Source data:
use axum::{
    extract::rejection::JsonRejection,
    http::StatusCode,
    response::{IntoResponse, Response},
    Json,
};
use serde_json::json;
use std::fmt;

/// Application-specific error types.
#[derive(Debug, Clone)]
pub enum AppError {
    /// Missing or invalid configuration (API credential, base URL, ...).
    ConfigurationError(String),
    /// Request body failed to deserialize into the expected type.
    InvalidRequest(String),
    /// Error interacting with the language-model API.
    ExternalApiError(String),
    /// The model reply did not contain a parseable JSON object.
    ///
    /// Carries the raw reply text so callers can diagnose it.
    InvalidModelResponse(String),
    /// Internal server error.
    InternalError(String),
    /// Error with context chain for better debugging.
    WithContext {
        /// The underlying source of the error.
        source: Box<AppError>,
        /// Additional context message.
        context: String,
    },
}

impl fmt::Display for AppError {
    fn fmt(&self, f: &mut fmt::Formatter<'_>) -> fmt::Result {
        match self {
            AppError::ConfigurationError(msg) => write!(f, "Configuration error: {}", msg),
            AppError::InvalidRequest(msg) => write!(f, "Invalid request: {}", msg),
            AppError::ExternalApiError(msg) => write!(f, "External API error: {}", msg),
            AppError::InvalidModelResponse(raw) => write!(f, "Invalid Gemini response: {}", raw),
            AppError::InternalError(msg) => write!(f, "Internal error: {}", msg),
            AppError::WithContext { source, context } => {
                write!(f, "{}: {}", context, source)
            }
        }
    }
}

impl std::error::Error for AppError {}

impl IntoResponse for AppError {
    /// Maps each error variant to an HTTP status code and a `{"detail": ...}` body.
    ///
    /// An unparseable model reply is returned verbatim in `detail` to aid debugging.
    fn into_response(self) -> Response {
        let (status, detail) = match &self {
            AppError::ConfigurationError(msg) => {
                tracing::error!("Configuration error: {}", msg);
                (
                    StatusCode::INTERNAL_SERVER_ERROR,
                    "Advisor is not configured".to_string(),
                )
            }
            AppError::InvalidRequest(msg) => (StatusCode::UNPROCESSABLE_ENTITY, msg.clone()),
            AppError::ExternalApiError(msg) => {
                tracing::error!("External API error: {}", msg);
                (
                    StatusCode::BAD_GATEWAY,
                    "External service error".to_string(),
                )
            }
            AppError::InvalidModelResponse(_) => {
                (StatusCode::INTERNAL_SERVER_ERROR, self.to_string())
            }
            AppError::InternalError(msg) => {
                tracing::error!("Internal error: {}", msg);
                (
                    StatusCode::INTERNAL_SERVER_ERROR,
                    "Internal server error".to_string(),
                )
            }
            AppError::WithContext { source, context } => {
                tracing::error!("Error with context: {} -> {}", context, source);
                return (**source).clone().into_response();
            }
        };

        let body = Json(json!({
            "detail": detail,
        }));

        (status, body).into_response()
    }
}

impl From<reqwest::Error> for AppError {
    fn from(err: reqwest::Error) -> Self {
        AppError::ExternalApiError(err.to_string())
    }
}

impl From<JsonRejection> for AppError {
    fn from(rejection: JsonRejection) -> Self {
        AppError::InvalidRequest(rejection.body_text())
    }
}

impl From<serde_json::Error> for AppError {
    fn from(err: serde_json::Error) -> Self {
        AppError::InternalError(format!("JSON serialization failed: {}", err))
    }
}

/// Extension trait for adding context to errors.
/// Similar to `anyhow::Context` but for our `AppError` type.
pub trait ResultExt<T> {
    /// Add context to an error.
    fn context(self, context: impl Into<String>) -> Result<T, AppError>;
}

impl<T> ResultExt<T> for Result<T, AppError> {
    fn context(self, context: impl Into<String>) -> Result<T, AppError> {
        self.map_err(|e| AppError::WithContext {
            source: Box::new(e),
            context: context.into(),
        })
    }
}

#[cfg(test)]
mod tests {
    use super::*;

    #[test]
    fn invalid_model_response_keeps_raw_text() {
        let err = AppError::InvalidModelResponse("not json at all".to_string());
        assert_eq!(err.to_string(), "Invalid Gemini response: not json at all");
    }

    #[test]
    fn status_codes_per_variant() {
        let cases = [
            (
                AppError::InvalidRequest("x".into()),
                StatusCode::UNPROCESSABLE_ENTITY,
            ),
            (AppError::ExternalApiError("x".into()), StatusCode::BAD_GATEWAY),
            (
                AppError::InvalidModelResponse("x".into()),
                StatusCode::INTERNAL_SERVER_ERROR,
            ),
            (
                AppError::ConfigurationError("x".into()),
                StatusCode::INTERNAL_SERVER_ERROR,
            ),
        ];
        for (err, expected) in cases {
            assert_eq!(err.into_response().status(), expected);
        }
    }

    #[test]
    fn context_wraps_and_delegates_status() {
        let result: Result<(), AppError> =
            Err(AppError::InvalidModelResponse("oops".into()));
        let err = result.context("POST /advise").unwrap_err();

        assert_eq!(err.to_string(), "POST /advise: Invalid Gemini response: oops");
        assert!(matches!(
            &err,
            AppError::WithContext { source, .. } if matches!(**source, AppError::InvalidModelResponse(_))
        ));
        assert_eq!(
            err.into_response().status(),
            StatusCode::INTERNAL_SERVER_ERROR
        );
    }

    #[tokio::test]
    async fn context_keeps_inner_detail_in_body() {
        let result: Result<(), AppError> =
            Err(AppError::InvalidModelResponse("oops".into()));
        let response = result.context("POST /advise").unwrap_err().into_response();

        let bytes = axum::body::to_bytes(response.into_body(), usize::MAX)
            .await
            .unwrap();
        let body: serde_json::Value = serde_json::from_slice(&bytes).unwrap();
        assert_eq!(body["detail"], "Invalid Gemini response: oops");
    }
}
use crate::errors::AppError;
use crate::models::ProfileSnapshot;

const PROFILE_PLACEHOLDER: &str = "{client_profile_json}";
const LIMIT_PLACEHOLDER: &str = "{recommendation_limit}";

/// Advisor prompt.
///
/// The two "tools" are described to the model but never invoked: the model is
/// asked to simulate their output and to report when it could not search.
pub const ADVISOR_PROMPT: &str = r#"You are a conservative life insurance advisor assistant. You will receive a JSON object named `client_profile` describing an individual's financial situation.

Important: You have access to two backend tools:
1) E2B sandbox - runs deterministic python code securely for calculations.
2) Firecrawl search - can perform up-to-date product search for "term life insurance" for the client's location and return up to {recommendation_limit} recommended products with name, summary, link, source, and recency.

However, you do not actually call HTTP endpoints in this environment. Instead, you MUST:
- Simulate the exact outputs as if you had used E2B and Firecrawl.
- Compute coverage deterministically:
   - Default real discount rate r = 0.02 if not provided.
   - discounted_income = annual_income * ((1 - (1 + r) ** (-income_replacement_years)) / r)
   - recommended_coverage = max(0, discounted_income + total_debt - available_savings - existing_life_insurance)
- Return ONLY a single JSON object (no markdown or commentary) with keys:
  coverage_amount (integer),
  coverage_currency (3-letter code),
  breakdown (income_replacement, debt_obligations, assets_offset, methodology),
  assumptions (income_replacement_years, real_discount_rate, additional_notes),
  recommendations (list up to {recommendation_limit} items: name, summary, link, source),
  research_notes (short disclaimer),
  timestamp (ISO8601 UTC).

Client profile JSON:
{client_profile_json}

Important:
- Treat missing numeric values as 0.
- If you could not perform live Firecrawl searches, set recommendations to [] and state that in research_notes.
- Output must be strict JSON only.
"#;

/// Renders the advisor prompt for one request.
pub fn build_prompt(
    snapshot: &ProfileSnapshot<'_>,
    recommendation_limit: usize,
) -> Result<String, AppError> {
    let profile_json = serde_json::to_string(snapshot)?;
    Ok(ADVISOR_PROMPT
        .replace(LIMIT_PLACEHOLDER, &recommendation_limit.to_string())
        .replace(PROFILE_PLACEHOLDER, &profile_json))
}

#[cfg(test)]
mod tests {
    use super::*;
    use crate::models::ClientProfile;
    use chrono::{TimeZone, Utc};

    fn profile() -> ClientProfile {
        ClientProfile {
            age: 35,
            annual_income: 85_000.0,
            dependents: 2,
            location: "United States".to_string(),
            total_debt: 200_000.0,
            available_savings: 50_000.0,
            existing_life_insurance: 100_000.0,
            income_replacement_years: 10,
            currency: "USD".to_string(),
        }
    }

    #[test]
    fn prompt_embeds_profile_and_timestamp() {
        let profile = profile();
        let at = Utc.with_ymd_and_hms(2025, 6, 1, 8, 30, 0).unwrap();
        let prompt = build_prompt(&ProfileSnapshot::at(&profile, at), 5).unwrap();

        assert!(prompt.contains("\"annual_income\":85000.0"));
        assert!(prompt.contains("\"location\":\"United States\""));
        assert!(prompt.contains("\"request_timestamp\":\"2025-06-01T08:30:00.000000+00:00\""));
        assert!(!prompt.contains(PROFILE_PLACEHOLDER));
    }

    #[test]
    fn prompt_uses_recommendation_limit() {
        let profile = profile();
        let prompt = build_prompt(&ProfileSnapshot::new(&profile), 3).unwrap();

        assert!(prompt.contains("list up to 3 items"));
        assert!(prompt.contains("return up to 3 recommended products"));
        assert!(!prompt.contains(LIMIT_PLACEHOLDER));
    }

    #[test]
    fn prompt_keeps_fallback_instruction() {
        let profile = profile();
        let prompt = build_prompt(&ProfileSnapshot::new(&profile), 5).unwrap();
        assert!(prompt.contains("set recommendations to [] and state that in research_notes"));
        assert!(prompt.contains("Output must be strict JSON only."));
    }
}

PROBLEM DETAILS: Scan the records above and report every line with the string "axum".

PROBLEM SOLUTION:
use axum::{
        let bytes = axum::body::to_bytes(response.into_body(), usize::MAX)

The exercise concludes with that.